● **TASK GOAL**:
Would you please copy each line of the data in which the string "other" occurs?

● **Stored data entries**:
=== Section Start ===
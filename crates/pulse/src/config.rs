//! Client configuration.

use crate::metrics::{HostMetrics, MetricsProvider};
use crate::storage::{FileStorage, MemoryStorage, Storage};
use crate::transport::Transport;
use std::path::PathBuf;
use std::sync::Arc;
use std::time::Duration;

/// SDK name reported to the collector.
pub const SDK_NAME: &str = "pulse-rust";

/// SDK version reported to the collector.
pub const SDK_VERSION: &str = env!("CARGO_PKG_VERSION");

/// Category reported with every request.
pub const CATEGORY: &str = "native";

/// Default application version.
pub const DEFAULT_APP_VERSION: &str = "1.0";

/// Default ingest path appended to the server URL.
pub const DEFAULT_INGEST_PATH: &str = "/i";

/// Default number of pending events that triggers a batch.
pub const DEFAULT_EVENT_FLUSH_THRESHOLD: usize = 1;

/// Default maximum number of pending requests.
pub const DEFAULT_REQUEST_CAPACITY: usize = 10;

/// Default maximum number of pending events.
pub const DEFAULT_EVENT_CAPACITY: usize = 10;

/// Default connect timeout.
pub const DEFAULT_CONNECT_TIMEOUT: Duration = Duration::from_secs(30);

/// Default request timeout.
pub const DEFAULT_TIMEOUT: Duration = Duration::from_secs(30);

/// Pulse client configuration.
#[derive(Debug, Clone)]
pub struct Config {
    pub(crate) server_url: String,
    pub(crate) app_name: String,
    pub(crate) app_version: String,
    pub(crate) target: String,
    pub(crate) device_id: Option<String>,
    pub(crate) checksum_secret: Option<String>,
    pub(crate) post_only: bool,
    pub(crate) ingest_path: String,
    pub(crate) event_flush_threshold: usize,
    pub(crate) request_capacity: usize,
    pub(crate) event_capacity: usize,
    pub(crate) connect_timeout: Duration,
    pub(crate) timeout: Duration,
}

impl Config {
    /// Get the collector base URL.
    pub fn server_url(&self) -> &str {
        &self.server_url
    }

    /// Get the application name.
    pub fn app_name(&self) -> &str {
        &self.app_name
    }

    /// Get the application version.
    pub fn app_version(&self) -> &str {
        &self.app_version
    }

    /// Get the collector-side application name.
    pub fn target(&self) -> &str {
        &self.target
    }

    /// Get the device id configured at build time.
    pub fn device_id(&self) -> Option<&str> {
        self.device_id.as_deref()
    }

    /// Get the checksum secret.
    pub fn checksum_secret(&self) -> Option<&str> {
        self.checksum_secret.as_deref()
    }

    /// Whether every request is sent as POST.
    pub fn post_only(&self) -> bool {
        self.post_only
    }

    /// Get the ingest path.
    pub fn ingest_path(&self) -> &str {
        &self.ingest_path
    }

    /// Get the pending event count that triggers a batch.
    pub fn event_flush_threshold(&self) -> usize {
        self.event_flush_threshold
    }

    /// Get the request queue capacity.
    pub fn request_capacity(&self) -> usize {
        self.request_capacity
    }

    /// Get the event queue capacity.
    pub fn event_capacity(&self) -> usize {
        self.event_capacity
    }

    /// Get the connect timeout.
    pub fn connect_timeout(&self) -> Duration {
        self.connect_timeout
    }

    /// Get the request timeout.
    pub fn timeout(&self) -> Duration {
        self.timeout
    }

    /// Full ingest endpoint URL.
    pub fn endpoint(&self) -> String {
        format!(
            "{}{}",
            self.server_url.trim_end_matches('/'),
            self.ingest_path
        )
    }
}

/// Builder for Pulse client.
pub struct PulseBuilder {
    server_url: String,
    app_name: String,
    app_version: Option<String>,
    target: Option<String>,
    device_id: Option<String>,
    checksum_secret: Option<String>,
    post_only: bool,
    ingest_path: Option<String>,
    event_flush_threshold: Option<usize>,
    request_capacity: Option<usize>,
    event_capacity: Option<usize>,
    connect_timeout: Option<Duration>,
    timeout: Option<Duration>,
    storage: Option<Arc<dyn Storage>>,
    storage_path: Option<PathBuf>,
    transport: Option<Arc<dyn Transport>>,
    metrics: Option<Arc<dyn MetricsProvider>>,
}

/// Validated configuration plus the collaborators the client is wired with.
pub(crate) struct Parts {
    pub config: Config,
    pub storage: Arc<dyn Storage>,
    pub transport: Option<Arc<dyn Transport>>,
    pub metrics: Arc<dyn MetricsProvider>,
}

impl PulseBuilder {
    /// Create a new builder for the given collector URL and application name.
    pub fn new(server_url: impl Into<String>, app_name: impl Into<String>) -> Self {
        Self {
            server_url: server_url.into(),
            app_name: app_name.into(),
            app_version: None,
            target: None,
            device_id: None,
            checksum_secret: None,
            post_only: false,
            ingest_path: None,
            event_flush_threshold: None,
            request_capacity: None,
            event_capacity: None,
            connect_timeout: None,
            timeout: None,
            storage: None,
            storage_path: None,
            transport: None,
            metrics: None,
        }
    }

    /// Set the application version.
    pub fn app_version(mut self, version: impl Into<String>) -> Self {
        self.app_version = Some(version.into());
        self
    }

    /// Set the collector-side application name. Defaults to the app name.
    pub fn target(mut self, target: impl Into<String>) -> Self {
        self.target = Some(target.into());
        self
    }

    /// Set the device id. It can also be supplied later at runtime.
    pub fn device_id(mut self, device_id: impl Into<String>) -> Self {
        self.device_id = Some(device_id.into());
        self
    }

    /// Attach the SHA-1 digest of `secret` to every request.
    pub fn checksum_secret(mut self, secret: impl Into<String>) -> Self {
        self.checksum_secret = Some(secret.into());
        self
    }

    /// Send every request as POST.
    pub fn post_only(mut self, post_only: bool) -> Self {
        self.post_only = post_only;
        self
    }

    /// Set the ingest path appended to the server URL.
    pub fn ingest_path(mut self, path: impl Into<String>) -> Self {
        self.ingest_path = Some(path.into());
        self
    }

    /// Set the pending event count that triggers a batch.
    pub fn event_flush_threshold(mut self, threshold: usize) -> Self {
        self.event_flush_threshold = Some(threshold);
        self
    }

    /// Set the request queue capacity.
    pub fn request_capacity(mut self, capacity: usize) -> Self {
        self.request_capacity = Some(capacity);
        self
    }

    /// Set the event queue capacity.
    pub fn event_capacity(mut self, capacity: usize) -> Self {
        self.event_capacity = Some(capacity);
        self
    }

    /// Set the connect timeout.
    pub fn connect_timeout(mut self, timeout: Duration) -> Self {
        self.connect_timeout = Some(timeout);
        self
    }

    /// Set the request timeout.
    pub fn timeout(mut self, timeout: Duration) -> Self {
        self.timeout = Some(timeout);
        self
    }

    /// Persist pending records in a file at `path`.
    pub fn storage_path(mut self, path: impl Into<PathBuf>) -> Self {
        self.storage_path = Some(path.into());
        self
    }

    /// Use a custom storage backend. Takes precedence over `storage_path`.
    pub fn storage(mut self, storage: Arc<dyn Storage>) -> Self {
        self.storage = Some(storage);
        self
    }

    /// Use a custom transport instead of HTTP.
    pub fn transport(mut self, transport: Arc<dyn Transport>) -> Self {
        self.transport = Some(transport);
        self
    }

    /// Use a custom device metrics provider.
    pub fn metrics(mut self, metrics: Arc<dyn MetricsProvider>) -> Self {
        self.metrics = Some(metrics);
        self
    }

    /// Build the configuration alone.
    #[cfg(test)]
    pub(crate) fn build_config(self) -> Result<Config, crate::Error> {
        Ok(self.build_parts()?.config)
    }

    /// Validate and resolve the configuration and collaborators.
    pub(crate) fn build_parts(self) -> Result<Parts, crate::Error> {
        validate_server_url(&self.server_url)?;

        if self.app_name.is_empty() {
            return Err(crate::Error::Config("app_name cannot be empty".into()));
        }
        if self.target.as_deref() == Some("") {
            return Err(crate::Error::Config("target cannot be empty".into()));
        }
        if self.device_id.as_deref() == Some("") {
            return Err(crate::Error::Config("device_id cannot be empty".into()));
        }
        if self.event_flush_threshold == Some(0) {
            return Err(crate::Error::Config(
                "event_flush_threshold must be at least 1".into(),
            ));
        }
        if self.request_capacity == Some(0) || self.event_capacity == Some(0) {
            return Err(crate::Error::Config("capacity must be at least 1".into()));
        }
        let event_flush_threshold = self
            .event_flush_threshold
            .unwrap_or(DEFAULT_EVENT_FLUSH_THRESHOLD);
        let event_capacity = self.event_capacity.unwrap_or(DEFAULT_EVENT_CAPACITY);
        if event_flush_threshold > event_capacity {
            return Err(crate::Error::Config(format!(
                "event_flush_threshold ({}) cannot exceed event_capacity ({})",
                event_flush_threshold, event_capacity
            )));
        }

        let ingest_path = match self.ingest_path {
            Some(path) if path.starts_with('/') => path,
            Some(path) => format!("/{}", path),
            None => DEFAULT_INGEST_PATH.into(),
        };
        let app_version = self
            .app_version
            .unwrap_or_else(|| DEFAULT_APP_VERSION.into());

        let storage: Arc<dyn Storage> = match (self.storage, self.storage_path) {
            (Some(storage), _) => storage,
            (None, Some(path)) => Arc::new(FileStorage::open(path)?),
            (None, None) => Arc::new(MemoryStorage::new()),
        };
        let metrics = self
            .metrics
            .unwrap_or_else(|| Arc::new(HostMetrics::new(app_version.clone())));

        let config = Config {
            target: self.target.unwrap_or_else(|| self.app_name.clone()),
            server_url: self.server_url,
            app_name: self.app_name,
            app_version,
            device_id: self.device_id,
            checksum_secret: self.checksum_secret,
            post_only: self.post_only,
            ingest_path,
            event_flush_threshold,
            request_capacity: self.request_capacity.unwrap_or(DEFAULT_REQUEST_CAPACITY),
            event_capacity,
            connect_timeout: self.connect_timeout.unwrap_or(DEFAULT_CONNECT_TIMEOUT),
            timeout: self.timeout.unwrap_or(DEFAULT_TIMEOUT),
        };

        Ok(Parts {
            config,
            storage,
            transport: self.transport,
            metrics,
        })
    }
}

fn validate_server_url(server_url: &str) -> Result<(), crate::Error> {
    let parsed = url::Url::parse(server_url)
        .map_err(|e| crate::Error::Config(format!("server URL is not valid: {}", e)))?;
    match parsed.scheme() {
        "http" | "https" => Ok(()),
        other => Err(crate::Error::Config(format!(
            "server URL scheme must be http or https, got {}",
            other
        ))),
    }
}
=== Section End ===
● **TASK RESULT**:
        other => Err(crate::Error::Config(format!(
            other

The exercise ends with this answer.